1. Are lenders comfortable underwriting this many mortgages at the same time?
 - Private money lenders would be willing to underwrite a portfolio purchase. If you have previous real estate ownership experience you will qualify but if you have 0 real estate holdings or 0 fix & flips you will not meet the requirements. Private money lenders are beneficial for investors looking to grow quickly and without a cap on properties.

2. Will my DTI be a disqualifier/problem as the number of doors (and debt) increase?
DTI is something that will be an issue as you scale your business. The DTI issue is avoidable if you are proactive and create a REI LLC. Once you have the LLC you can utilize private lenders who will put the debt on your LLC and not your personal name. This allows you to maximize the lending you can receive from a conventional lender and maximize the growth potential of your portfolio.

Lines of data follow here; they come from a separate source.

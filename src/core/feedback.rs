//! Per-letter feedback and the guess scoring algorithm
//!
//! A pattern holds one [`Feedback`] symbol per guess position:
//! - `Correct`: right letter, right position (green)
//! - `Present`: letter occurs elsewhere in the secret (yellow)
//! - `Absent`: no unmatched occurrence left in the secret (gray)

use super::word::{WORD_LENGTH, Word};
use std::fmt;
use std::str::FromStr;

/// Feedback for a single guess position
#[derive(Debug, Clone, Copy, PartialEq, Eq, Hash, PartialOrd, Ord)]
pub enum Feedback {
    Absent,
    Present,
    Correct,
}

impl Feedback {
    /// Single-letter code: `g` (green), `y` (yellow), `i` (incorrect)
    #[must_use]
    pub const fn code(self) -> char {
        match self {
            Self::Correct => 'g',
            Self::Present => 'y',
            Self::Absent => 'i',
        }
    }

    /// Square emoji for sharing results
    #[must_use]
    pub const fn emoji(self) -> char {
        match self {
            Self::Correct => '🟩',
            Self::Present => '🟨',
            Self::Absent => '⬜',
        }
    }

    /// Parse one feedback symbol
    ///
    /// Accepts `G`/🟩, `Y`/🟨 and `-`/`_`/`I`/`X`/⬜ (any letter case).
    #[must_use]
    pub fn from_char(c: char) -> Option<Self> {
        match c.to_ascii_lowercase() {
            'g' | '🟩' => Some(Self::Correct),
            'y' | '🟨' => Some(Self::Present),
            '-' | '_' | 'i' | 'x' | '⬜' => Some(Self::Absent),
            _ => None,
        }
    }
}

/// Feedback pattern for one guess against one secret
///
/// Produced by [`FeedbackPattern::calculate`] and never mutated afterwards.
#[derive(Debug, Clone, Copy, PartialEq, Eq, Hash)]
pub struct FeedbackPattern([Feedback; WORD_LENGTH]);

impl FeedbackPattern {
    /// All greens
    pub const WIN: Self = Self([Feedback::Correct; WORD_LENGTH]);

    /// Build a pattern from explicit symbols
    #[must_use]
    pub const fn new(symbols: [Feedback; WORD_LENGTH]) -> Self {
        Self(symbols)
    }

    /// Score `guess` against `secret`
    ///
    /// A guess letter is only marked `Present` as many times as the secret has
    /// occurrences of it left over after exact matches are removed, so excess
    /// duplicates in the guess come back `Absent`.
    ///
    /// # Algorithm
    /// 1. First pass: mark exact matches `Correct` and remove them from the
    ///    secret's letter tally
    /// 2. Second pass, left to right: mark `Present` while the tally for the
    ///    letter is positive (consuming it), otherwise `Absent`
    ///
    /// # Examples
    /// ```
    /// use jordle::core::{Feedback::*, FeedbackPattern, Word};
    ///
    /// let guess = Word::new("babes").unwrap();
    /// let secret = Word::new("abbey").unwrap();
    /// let pattern = FeedbackPattern::calculate(&guess, &secret);
    ///
    /// assert_eq!(pattern.symbols(), &[Present, Present, Correct, Correct, Absent]);
    /// ```
    #[must_use]
    pub fn calculate(guess: &Word, secret: &Word) -> Self {
        let mut result = [Feedback::Absent; WORD_LENGTH];
        let mut remaining = secret.letter_counts();

        // Index needed to compare guess[i] with secret[i] and set result[i]
        #[allow(clippy::needless_range_loop)]
        for i in 0..WORD_LENGTH {
            let letter = guess.letter_at(i);
            if letter == secret.letter_at(i) {
                result[i] = Feedback::Correct;
                if let Some(count) = remaining.get_mut(&letter) {
                    *count = count.saturating_sub(1);
                }
            }
        }

        #[allow(clippy::needless_range_loop)]
        for i in 0..WORD_LENGTH {
            if result[i] == Feedback::Correct {
                continue;
            }
            let letter = guess.letter_at(i);
            if let Some(count) = remaining.get_mut(&letter)
                && *count > 0
            {
                result[i] = Feedback::Present;
                *count -= 1;
            }
        }

        Self(result)
    }

    /// The five symbols in guess order
    #[inline]
    #[must_use]
    pub const fn symbols(&self) -> &[Feedback; WORD_LENGTH] {
        &self.0
    }

    /// Symbol at a position (0-4)
    ///
    /// # Panics
    /// Panics if position >= 5
    #[inline]
    #[must_use]
    pub const fn at(&self, position: usize) -> Feedback {
        self.0[position]
    }

    /// Check if every position is `Correct`
    #[must_use]
    pub fn is_win(&self) -> bool {
        *self == Self::WIN
    }

    /// Count the positions marked with `feedback`
    #[must_use]
    pub fn count(&self, feedback: Feedback) -> usize {
        self.0.iter().filter(|&&f| f == feedback).count()
    }

    /// Compact `g`/`y`/`i` string, e.g. `"ggggg"` for a win
    #[must_use]
    pub fn to_code(&self) -> String {
        self.0.iter().map(|f| f.code()).collect()
    }

    /// Emoji string like "🟩🟨⬜🟩🟨"
    ///
    /// # Examples
    /// ```
    /// use jordle::core::FeedbackPattern;
    ///
    /// let p: FeedbackPattern = "GY-GY".parse().unwrap();
    /// assert_eq!(p.to_emoji(), "🟩🟨⬜🟩🟨");
    /// ```
    #[must_use]
    pub fn to_emoji(&self) -> String {
        self.0.iter().map(|f| f.emoji()).collect()
    }
}

impl FromStr for FeedbackPattern {
    type Err = String;

    fn from_str(s: &str) -> Result<Self, Self::Err> {
        let symbols: Vec<Feedback> = s
            .chars()
            .map(Feedback::from_char)
            .collect::<Option<_>>()
            .ok_or_else(|| format!("Invalid pattern string: {s}"))?;

        let symbols: [Feedback; WORD_LENGTH] = symbols
            .try_into()
            .map_err(|_| format!("Pattern must have 5 symbols: {s}"))?;

        Ok(Self(symbols))
    }
}

impl fmt::Display for FeedbackPattern {
    fn fmt(&self, f: &mut fmt::Formatter<'_>) -> fmt::Result {
        f.write_str(&self.to_code())
    }
}
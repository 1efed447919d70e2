//! Game rules: the word bank, the round engine and session statistics
//!
//! A presentation layer builds one [`WordBank`] at startup, drives a
//! [`GuessEngine`] with the player's guesses, and forwards each
//! [`RoundOutcome`] to [`Statistics`].

mod bank;
mod engine;
mod error;
mod stats;

pub use bank::WordBank;
pub use engine::{GuessEngine, GuessRecord, MAX_ATTEMPTS, RoundOutcome, RoundStatus};
pub use error::{GameError, InvalidGuessReason};
pub use stats::Statistics;
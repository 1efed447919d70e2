//! Word lists for the game
//!
//! Embedded lists are compiled into the binary; either list can be swapped
//! for a file at startup.

mod embedded;
pub mod loader;

pub use embedded::{ALLOWED, ALLOWED_COUNT, ANSWERS, ANSWERS_COUNT};

use crate::game::WordBank;
use anyhow::{Context, Result};
use loader::{LoadedList, load_from_file, words_from_slice};
use std::convert::Infallible;
use std::fmt;
use std::path::PathBuf;
use std::str::FromStr;

/// Where a word list comes from
#[derive(Debug, Clone, PartialEq, Eq)]
pub enum WordListSource {
    /// The list compiled into the binary
    Embedded,
    /// A newline-delimited file
    File(PathBuf),
}

impl WordListSource {
    /// Read the list, falling back to `embedded` for [`WordListSource::Embedded`]
    ///
    /// # Errors
    ///
    /// Returns an error if a file source cannot be read.
    pub fn load(&self, embedded: &[&str]) -> Result<LoadedList> {
        match self {
            Self::Embedded => Ok(LoadedList {
                words: words_from_slice(embedded),
                rejected: Vec::new(),
            }),
            Self::File(path) => load_from_file(path)
                .with_context(|| format!("Failed to read word list {}", path.display())),
        }
    }
}

impl FromStr for WordListSource {
    type Err = Infallible;

    fn from_str(s: &str) -> Result<Self, Self::Err> {
        Ok(match s {
            "embedded" => Self::Embedded,
            path => Self::File(PathBuf::from(path)),
        })
    }
}

impl fmt::Display for WordListSource {
    fn fmt(&self, f: &mut fmt::Formatter<'_>) -> fmt::Result {
        match self {
            Self::Embedded => f.write_str("embedded"),
            Self::File(path) => write!(f, "{}", path.display()),
        }
    }
}

/// Build the word bank from a candidate-secret source and an acceptable-guess source
///
/// # Errors
///
/// Returns an error if a file cannot be read or the candidate list has no
/// valid words.
pub fn load_bank(answers: &WordListSource, allowed: &WordListSource) -> Result<WordBank> {
    let candidates = answers.load(ANSWERS)?;
    let acceptable = allowed.load(ALLOWED)?;

    WordBank::new(candidates.words, acceptable.words)
        .with_context(|| format!("No usable words in candidate list ({answers})"))
}

#[cfg(test)]
mod tests {
    use super::*;
    use crate::core::Word;
    use std::collections::HashSet;

    #[test]
    fn answers_count_matches_const() {
        assert_eq!(ANSWERS.len(), ANSWERS_COUNT);
    }

    #[test]
    fn allowed_count_matches_const() {
        assert_eq!(ALLOWED.len(), ALLOWED_COUNT);
    }

    #[test]
    fn embedded_words_are_valid() {
        for &word in ANSWERS.iter().chain(ALLOWED) {
            assert!(Word::new(word).is_ok(), "'{word}' is not a valid word");
            assert_eq!(word, word.to_lowercase());
        }
    }

    #[test]
    fn answers_subset_of_allowed() {
        let allowed: HashSet<_> = ALLOWED.iter().collect();
        for answer in ANSWERS {
            assert!(allowed.contains(answer), "Answer '{answer}' not in allowed list");
        }
    }

    #[test]
    fn expected_counts() {
        assert_eq!(ANSWERS_COUNT, 679);
        assert_eq!(ALLOWED_COUNT, 1978);
    }

    #[test]
    fn data_files_match_embedded_lists() {
        for (file, embedded) in [("answers.txt", ANSWERS), ("allowed.txt", ALLOWED)] {
            let path = PathBuf::from(env!("CARGO_MANIFEST_DIR")).join("data").join(file);
            let list = WordListSource::File(path).load(&[]).unwrap();

            assert!(list.rejected.is_empty(), "{file}: {:?}", list.rejected);
            let texts: Vec<&str> = list.words.iter().map(Word::text).collect();
            assert_eq!(texts, embedded, "{file}");
        }
    }

    #[test]
    fn source_parsing() {
        assert_eq!(
            "embedded".parse::<WordListSource>(),
            Ok(WordListSource::Embedded)
        );
        assert_eq!(
            "words.txt".parse::<WordListSource>(),
            Ok(WordListSource::File(PathBuf::from("words.txt")))
        );
    }

    #[test]
    fn embedded_bank() {
        let bank = load_bank(&WordListSource::Embedded, &WordListSource::Embedded).unwrap();
        assert_eq!(bank.candidate_count(), ANSWERS_COUNT);
        assert_eq!(bank.acceptable_count(), ALLOWED_COUNT);
        assert!(bank.is_acceptable_guess(&Word::new("abbey").unwrap()));
    }

    #[test]
    fn missing_file_source_fails() {
        let missing = WordListSource::File(PathBuf::from("/no/such/list.txt"));
        assert!(load_bank(&missing, &WordListSource::Embedded).is_err());
    }
}
impl Token {
    fn new(kind: TokenKind, lexeme: String, location: SourceLocation) -> Self {
        Self {
            kind,
            lexeme,
            location,
        }
    }

    pub fn is_eof(&self) -> bool {
        matches!(self.kind, TokenKind::Eof)
    }
}

#[derive(Debug, Clone, PartialEq)]
pub enum TokenKind {
    // Literals
    IntegerLiteral(i64),
    FloatLiteral(f64),
    StringLiteral { value: String, fstring: bool },
    CharLiteral(char),
    BooleanLiteral(bool),
    NoneLiteral,

    Identifier,
    Keyword(Keyword),

    // Arithmetic
    Plus,
    Minus,
    Star,
    Slash,
    Percent,
    StarStar,

    // Comparison
    EqualEqual,
    BangEqual,
    Less,
    LessEqual,
    Greater,
    GreaterEqual,

    // Bitwise
    Ampersand,
    Pipe,
    Caret,
    Tilde,
    ShiftLeft,
    ShiftRight,

    // Assignment
    Equal,
    PlusEqual,
    MinusEqual,
    StarEqual,
    SlashEqual,
    PercentEqual,

    // Special operators
    Arrow,
    FatArrow,
    Question,
    At,
    DotDot,
    DotDotDot,

    // Delimiters
    LParen,
    RParen,
    LBracket,
    RBracket,
    LBrace,
    RBrace,
    Comma,
    Colon,
    ColonColon,
    Semicolon,
    Dot,

    // Structure
    Newline,
    Indent,
    Dedent,

    Eof,
    Error,
}

#[derive(Debug, Clone, Copy, PartialEq, Eq)]
pub enum Keyword {
    Fn,
    Let,
    Var,
    Const,
    Struct,
    Class,
    Trait,
    Impl,
    Enum,
    Type,
    If,
    Else,
    Elif,
    Match,
    Case,
    While,
    For,
    In,
    Break,
    Continue,
    Return,
    Yield,
    Async,
    Await,
    Spawn,
    Import,
    From,
    As,
    Pub,
    Mut,
    SelfValue,
    SelfType,
    Super,
    And,
    Or,
    Not,
}

#[derive(Debug, Error)]
pub enum LexerError {
    #[error("Unexpected character '{ch}'")]
    UnexpectedCharacter { ch: char },
    #[error("Unterminated string literal")]
    UnterminatedString,
    #[error("Invalid integer literal '{lexeme}': {source}")]
    IntegerParse {
        lexeme: String,
        #[source]
        source: ParseIntError,
    },
    #[error("Invalid floating-point literal '{lexeme}': {source}")]
    FloatParse {
        lexeme: String,
        #[source]
        source: ParseFloatError,
    },
    #[error("Inconsistent indentation")]
    InconsistentIndentation,
}

/// Byte-at-a-time scanner with an indentation state machine. `Indent` and
/// `Dedent` tokens bracket every block opened by a trailing ':'; the parser
/// relies on the stream staying balanced, with any shortfall flushed at EOF.
pub struct Lexer<'a> {
    input: &'a str,
    position: usize,
    line: usize,
    column: usize,
    at_line_start: bool,
    indent_stack: Vec<usize>,
    pending_dedents: usize,
    peeked: Option<Token>,
    diagnostics: Diagnostics,
}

3. Assuming I'm capped from a mortgage standpoint, what do you think of putting down 30/40% down on fewer properties (4/5)? 

There is very little benefit of putting more capital down on less properties. If you do not have ownership experience you should buy 1-2 properties from a conventional lender(CU & Local Banks) and then get in touch with a private money lender with the goal of acquiring 5+ properties ASAP. The issue with private money is that you are looking at around 20% down regardless of exit strategy but they have products that can help with value add purchases unlike a conventional lender.

@E Ibrahim hope this helps answer some of your questions DM me if you have any more.




You should have 9 mths reserve not 6. The down payment of 30% is adequate but what is the DSCR?
Minimum values should be $150K per property

Buying this many properties at once will need to go to commercial loans. The loan is evaluated based on the rent income and tax/insurance/HOA/other expense. If DSCR is greater than 1.2, you should be comfortable to qualify a loan. DSCR = (rent income - tax - insurance - HOA-other expense)/mortgage payment. Your credit score is strong. DTI doesn't matter here. Usually 80% LTV for purchase and 75% LTV for refinance. So if you are confident about the rent income, this is doable.

You could use conventional lender,this is not complex at all. As long as it's cash flowing with DSCR > 1.3 , your DTI will not be impacted as every appraisal will utilize the 0.75*rent.

So for your question #1-#3, the answer is yes yes yes, as long the house is cashflowing nicely at least on paper and appraisal.

Thank you all for your responses and insights.

@Blake A. Rivers  thanks for that comprehensive answer, you've given me a lot to think about, specifically with PML. Since I have no RE experience, don't think I'd be a good loan prospect now, but something to look into for the future.

@Wenda Wang

I ran the numbers using a pro forma with pretty conservative numbers from Memphis Investment properties.. assuming a 30 year mortgage at 4% interest and the purchase of 7 doors at 20% down, the DSCR comes out to 1.45..

From what I know however, commercial loans tend to have shorter terms and have higher + adjustable interest rates, and balloon payments... I am not really motivated in pursuing commercial loans since the typical terms can really kill cash flow which is what I'm after. Additionally from what I understand, commercial lenders generally only loan to experienced landlords, which I am not.

@Carlos Ptriawan

don't lenders only use .75x rent only after its been with the investor for at least a year and reported in tax returns? On another note, I'm glad to hear some conventional lenders may go for this.. It really isn't complex when I thought about it, and in my mind it's a win win for the bank and myself.

@E Ibrahim : No, SOME lender can use 0.75 rent calculation immediately from the rent number given in appraisal. You don't need to wait one year of that to show up in tax return. 

You just need to do little bit of shopping, I know some conv lender that could do that but wouldn't mention publicly.

I'm also same like you, when I bought I bought minimum two.